Figure 6. Gaf1 protein specifically binds to the GATA binding motif of ste11⁺ promoter in vitro.

(A) Schematic diagram of the promoter region of ste11⁺. The open- and closed-ovals represent binding sites for Rst2 (UASst) and Ste11 (TR1 and TR2), respectively. The major transcription start site (position number +1) is designated by a hinged arrow. The regions contained in the upstream probe P_A (−834∼−225) and the downstream probe P_B (−231∼+10) are shown as bars. The dark square represents the GATA motif spanning from −385 to −352 for which wild-type (P_W) and mutant (P_M) double-stranded oligonucleotide probes were designed.
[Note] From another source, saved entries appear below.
use anyhow::{bail, Context, Result};
use serde::Deserialize;

/// Complete service configuration
#[derive(Debug, Clone, Default, Deserialize)]
pub struct HubLinkConfig {
    #[serde(default)]
    pub server: ServerConfig,
    #[serde(default)]
    pub hubspot: HubSpotConfig,
    #[serde(default)]
    pub store: StoreConfig,
}

/// HTTP server configuration
#[derive(Debug, Clone, Deserialize)]
pub struct ServerConfig {
    #[serde(default = "default_bind_address")]
    pub bind_address: String,
    /// Origin of the front-end that opens the OAuth popup
    #[serde(default = "default_cors_allowed_origin")]
    pub cors_allowed_origin: String,
}

fn default_bind_address() -> String {
    "0.0.0.0:8000".to_string()
}

fn default_cors_allowed_origin() -> String {
    "http://localhost:3000".to_string()
}

impl Default for ServerConfig {
    fn default() -> Self {
        Self {
            bind_address: default_bind_address(),
            cors_allowed_origin: default_cors_allowed_origin(),
        }
    }
}

/// HubSpot OAuth application and API endpoints
#[derive(Clone, Deserialize)]
pub struct HubSpotConfig {
    /// Client ID (no default, must be configured)
    #[serde(default)]
    pub client_id: String,

    /// Client secret (no default, must be configured)
    #[serde(default)]
    pub client_secret: String,

    /// Redirect URI registered with the HubSpot app
    #[serde(default = "default_redirect_uri")]
    pub redirect_uri: String,

    /// Requested OAuth scopes
    #[serde(default = "default_scopes")]
    pub scopes: Vec<String>,

    /// OAuth authorization endpoint URL
    #[serde(default = "default_authorize_url")]
    pub authorize_url: String,

    /// OAuth token exchange endpoint URL
    #[serde(default = "default_token_url")]
    pub token_url: String,

    /// Base URL for CRM API calls
    #[serde(default = "default_api_base_url")]
    pub api_base_url: String,
}

fn default_redirect_uri() -> String {
    "http://localhost:8000/integrations/hubspot/oauth2callback".to_string()
}

fn default_scopes() -> Vec<String> {
    [
        "crm.objects.contacts.read",
        "crm.objects.deals.read",
        "crm.objects.contacts.write",
        "oauth",
    ]
    .iter()
    .map(|s| s.to_string())
    .collect()
}

fn default_authorize_url() -> String {
    "https://app.hubspot.com/oauth/authorize".to_string()
}

fn default_token_url() -> String {
    "https://api.hubapi.com/oauth/v1/token".to_string()
}

fn default_api_base_url() -> String {
    "https://api.hubapi.com".to_string()
}

impl Default for HubSpotConfig {
    fn default() -> Self {
        Self {
            client_id: String::new(),
            client_secret: String::new(),
            redirect_uri: default_redirect_uri(),
            scopes: default_scopes(),
            authorize_url: default_authorize_url(),
            token_url: default_token_url(),
            api_base_url: default_api_base_url(),
        }
    }
}

// Keeps the client secret out of logs.
impl std::fmt::Debug for HubSpotConfig {
    fn fmt(&self, f: &mut std::fmt::Formatter<'_>) -> std::fmt::Result {
        f.debug_struct("HubSpotConfig")
            .field("client_id", &self.client_id)
            .field("client_secret", &"<redacted>")
            .field("redirect_uri", &self.redirect_uri)
            .field("scopes", &self.scopes)
            .field("authorize_url", &self.authorize_url)
            .field("token_url", &self.token_url)
            .field("api_base_url", &self.api_base_url)
            .finish()
    }
}

/// Which key-value backend holds OAuth state and credentials
#[derive(Debug, Clone, Copy, PartialEq, Eq, Deserialize)]
#[serde(rename_all = "lowercase")]
pub enum StoreBackend {
    Memory,
    Redis,
}

impl std::str::FromStr for StoreBackend {
    type Err = anyhow::Error;

    fn from_str(s: &str) -> Result<Self> {
        match s.to_ascii_lowercase().as_str() {
            "memory" => Ok(StoreBackend::Memory),
            "redis" => Ok(StoreBackend::Redis),
            other => bail!("Unknown store backend '{}'", other),
        }
    }
}

/// Key-value store configuration
#[derive(Debug, Clone, Deserialize)]
pub struct StoreConfig {
    #[serde(default = "default_backend")]
    pub backend: StoreBackend,
    #[serde(default = "default_redis_url")]
    pub redis_url: String,
    /// Prepended to every key (redis only)
    #[serde(default)]
    pub key_prefix: String,
    /// Lifetime of a pending OAuth state record
    #[serde(default = "default_ttl")]
    pub state_ttl_seconds: u64,
    /// Lifetime of a stored credential record
    #[serde(default = "default_ttl")]
    pub credentials_ttl_seconds: u64,
    /// How often the memory backend purges expired entries
    #[serde(default = "default_cleanup_interval")]
    pub cleanup_interval_seconds: u64,
}

fn default_backend() -> StoreBackend {
    StoreBackend::Memory
}

fn default_redis_url() -> String {
    "redis://127.0.0.1:6379".to_string()
}

fn default_ttl() -> u64 {
    3600
}

fn default_cleanup_interval() -> u64 {
    60
}

impl Default for StoreConfig {
    fn default() -> Self {
        Self {
            backend: default_backend(),
            redis_url: default_redis_url(),
            key_prefix: String::new(),
            state_ttl_seconds: default_ttl(),
            credentials_ttl_seconds: default_ttl(),
            cleanup_interval_seconds: default_cleanup_interval(),
        }
    }
}

impl HubLinkConfig {
    /// Overlay `HUBLINK_*` environment variables on top of the loaded values.
    pub fn apply_env(&mut self) -> Result<()> {
        self.apply_vars(|name| std::env::var(name).ok())
    }

    fn apply_vars<F>(&mut self, var: F) -> Result<()>
    where
        F: Fn(&str) -> Option<String>,
    {
        if let Some(v) = var("HUBLINK_BIND_ADDRESS") {
            self.server.bind_address = v;
        }
        if let Some(v) = var("HUBLINK_CORS_ALLOWED_ORIGIN") {
            self.server.cors_allowed_origin = v;
        }
        if let Some(v) = var("HUBLINK_HUBSPOT_CLIENT_ID") {
            self.hubspot.client_id = v;
        }
        if let Some(v) = var("HUBLINK_HUBSPOT_CLIENT_SECRET") {
            self.hubspot.client_secret = v;
        }
        if let Some(v) = var("HUBLINK_HUBSPOT_REDIRECT_URI") {
            self.hubspot.redirect_uri = v;
        }
        if let Some(v) = var("HUBLINK_STORE_BACKEND") {
            self.store.backend = v.parse()?;
        }
        if let Some(v) = var("HUBLINK_REDIS_URL") {
            self.store.redis_url = v;
        }
        if let Some(v) = var("HUBLINK_STATE_TTL_SECONDS") {
            self.store.state_ttl_seconds = v
                .parse()
                .context("HUBLINK_STATE_TTL_SECONDS must be a number of seconds")?;
        }
        if let Some(v) = var("HUBLINK_CREDENTIALS_TTL_SECONDS") {
            self.store.credentials_ttl_seconds = v
                .parse()
                .context("HUBLINK_CREDENTIALS_TTL_SECONDS must be a number of seconds")?;
        }
        Ok(())
    }

    /// Reject configurations the service cannot run with.
    pub fn validate(&self) -> Result<()> {
        if self.hubspot.client_id.trim().is_empty() {
            bail!("hubspot.client_id is not set (HUBLINK_HUBSPOT_CLIENT_ID)");
        }
        if self.hubspot.client_secret.trim().is_empty() {
            bail!("hubspot.client_secret is not set (HUBLINK_HUBSPOT_CLIENT_SECRET)");
        }
        if self.hubspot.scopes.is_empty() {
            bail!("hubspot.scopes must name at least one scope");
        }
        if self.store.state_ttl_seconds == 0 || self.store.credentials_ttl_seconds == 0 {
            bail!("store TTLs must be greater than zero");
        }
        Ok(())
    }
}

/// Load configuration from TOML file
pub fn load_config(path: &str) -> Result<HubLinkConfig> {
    let contents = std::fs::read_to_string(path)
        .with_context(|| format!("Failed to read config file {}", path))?;
    let config: HubLinkConfig =
        toml::from_str(&contents).with_context(|| format!("Failed to parse {}", path))?;
    Ok(config)
}

#[cfg(test)]
mod tests {
    use super::*;
    use std::collections::HashMap;

    #[test]
    fn test_default_config() {
        let config = HubLinkConfig::default();
        assert_eq!(config.server.bind_address, "0.0.0.0:8000");
        assert_eq!(config.store.backend, StoreBackend::Memory);
        assert_eq!(config.store.state_ttl_seconds, 3600);
        assert_eq!(config.store.credentials_ttl_seconds, 3600);
        assert_eq!(config.hubspot.scopes.len(), 4);
        assert_eq!(
            config.hubspot.redirect_uri,
            "http://localhost:8000/integrations/hubspot/oauth2callback"
        );
        assert!(config.hubspot.client_id.is_empty());
    }

    #[test]
    fn test_config_deserialization() {
        let toml = r#"
            [server]
            bind_address = "127.0.0.1:9000"

            [hubspot]
            client_id = "app-id"
            client_secret = "app-secret"
            scopes = ["crm.objects.contacts.read"]

            [store]
            backend = "redis"
            redis_url = "redis://cache:6379"
            state_ttl_seconds = 600
            credentials_ttl_seconds = 1800
        "#;

        let config: HubLinkConfig = toml::from_str(toml).unwrap();
        assert_eq!(config.server.bind_address, "127.0.0.1:9000");
        assert_eq!(config.hubspot.client_id, "app-id");
        assert_eq!(config.hubspot.scopes, vec!["crm.objects.contacts.read"]);
        assert_eq!(config.store.backend, StoreBackend::Redis);
        assert_eq!(config.store.state_ttl_seconds, 600);
        assert_eq!(config.store.credentials_ttl_seconds, 1800);
        assert!(config.validate().is_ok());
    }

    #[test]
    fn test_partial_config() {
        let toml = r#"
            [store]
            credentials_ttl_seconds = 7200
        "#;

        let config: HubLinkConfig = toml::from_str(toml).unwrap();
        assert_eq!(config.store.credentials_ttl_seconds, 7200);
        assert_eq!(config.store.state_ttl_seconds, 3600); // Default
        assert_eq!(config.hubspot.token_url, "https://api.hubapi.com/oauth/v1/token");
    }

    #[test]
    fn test_env_overlay() {
        let vars: HashMap<&str, &str> = [
            ("HUBLINK_HUBSPOT_CLIENT_ID", "env-id"),
            ("HUBLINK_HUBSPOT_CLIENT_SECRET", "env-secret"),
            ("HUBLINK_STORE_BACKEND", "Redis"),
            ("HUBLINK_STATE_TTL_SECONDS", "300"),
        ]
        .into_iter()
        .collect();

        let mut config = HubLinkConfig::default();
        config
            .apply_vars(|name| vars.get(name).map(|v| v.to_string()))
            .unwrap();

        assert_eq!(config.hubspot.client_id, "env-id");
        assert_eq!(config.hubspot.client_secret, "env-secret");
        assert_eq!(config.store.backend, StoreBackend::Redis);
        assert_eq!(config.store.state_ttl_seconds, 300);
        assert_eq!(config.store.credentials_ttl_seconds, 3600);
    }

    #[test]
    fn test_env_overlay_rejects_bad_ttl() {
        let mut config = HubLinkConfig::default();
        let result = config.apply_vars(|name| {
            (name == "HUBLINK_CREDENTIALS_TTL_SECONDS").then(|| "an hour".to_string())
        });
        assert!(result.is_err());
    }

    #[test]
    fn test_validate_requires_client_credentials() {
        let config = HubLinkConfig::default();
        let err = config.validate().unwrap_err();
        assert!(err.to_string().contains("client_id"));

        let mut config = HubLinkConfig::default();
        config.hubspot.client_id = "id".to_string();
        config.hubspot.client_secret = "secret".to_string();
        config.store.state_ttl_seconds = 0;
        assert!(config.validate().is_err());
    }

    #[test]
    fn test_debug_redacts_secret() {
        let mut config = HubSpotConfig::default();
        config.client_secret = "super-secret".to_string();
        let rendered = format!("{:?}", config);
        assert!(!rendered.contains("super-secret"));
        assert!(rendered.contains("<redacted>"));
    }
}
Restriction sites: Sp, SphI; N, NdeI; RV, EcoRV. (B) Search for Gaf1-binding region in ste11⁺ promoter by EMSA. GST-Gaf1 protein (1 µg) was incubated with labeled P_A probe containing the 0.6-kb upstream region of ste11⁺ promoter in the absence (lanes 2 and 5) or presence of excess cold competitor, P_A (lane 3, 50-fold; lane 4, 100-fold) or P_B (lane 6, 50-fold; lane 7, 100-fold). (C) Analysis of Gaf1 binding to the GATA motif of ste11⁺ promoter by EMSA. GST-Gaf1 protein (lane 3, 0.1 µg; lanes 4–6, 1 µg) was incubated with labeled P_A probe in the absence (lanes 3 and 4) or presence of 100-fold excess of cold competitor P_M (lanes 5) or P_W (lanes 6). (D) Mutational dissection of the Gaf1-binding GATA motif of ste11⁺ promoter by EMSA. Varying amounts of GST-Gaf1 protein (lane 3, 0.1 µg; lane 4, 0.2 µg; lane 5, 0.5 µg; lanes 6, 7, 11, and 12, 1 µg) were incubated with labeled P_W oligonucleotide probe in the absence (lanes 3 and 4) or presence of 100-fold excess of cold competitor P_M (lanes 5) or P_W (lanes 6). Mock reaction mixtures without GST-Gaf1 or with GST protein were used as negative controls in (B)–(D). The closed and open arrow heads in (B)–(D) represent shifted bands and free probes, respectively.